Could you filter the records below down to the lines that include the word "provider"?

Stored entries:

=-=-=-=-=

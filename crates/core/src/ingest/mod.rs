pub mod provider;
pub mod types;
pub mod yahoo;

pub use provider::{PricePoint, PriceSeries, QuoteBundle, QuoteError, QuoteSource};
pub use yahoo::YahooQuoteSource;
pub mod instrument;
pub mod recommendation;
pub mod timeframe;

pub use instrument::{AssetClass, Instrument, InstrumentRegistry};
pub use recommendation::{Action, Confidence, Outlook, Recommendation, RecommendationSet, Trend};
pub use timeframe::Timeframe;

=-=-=-=-=

__Response__.
pub mod provider;
pub use provider::{PricePoint, PriceSeries, QuoteBundle, QuoteError, QuoteSource};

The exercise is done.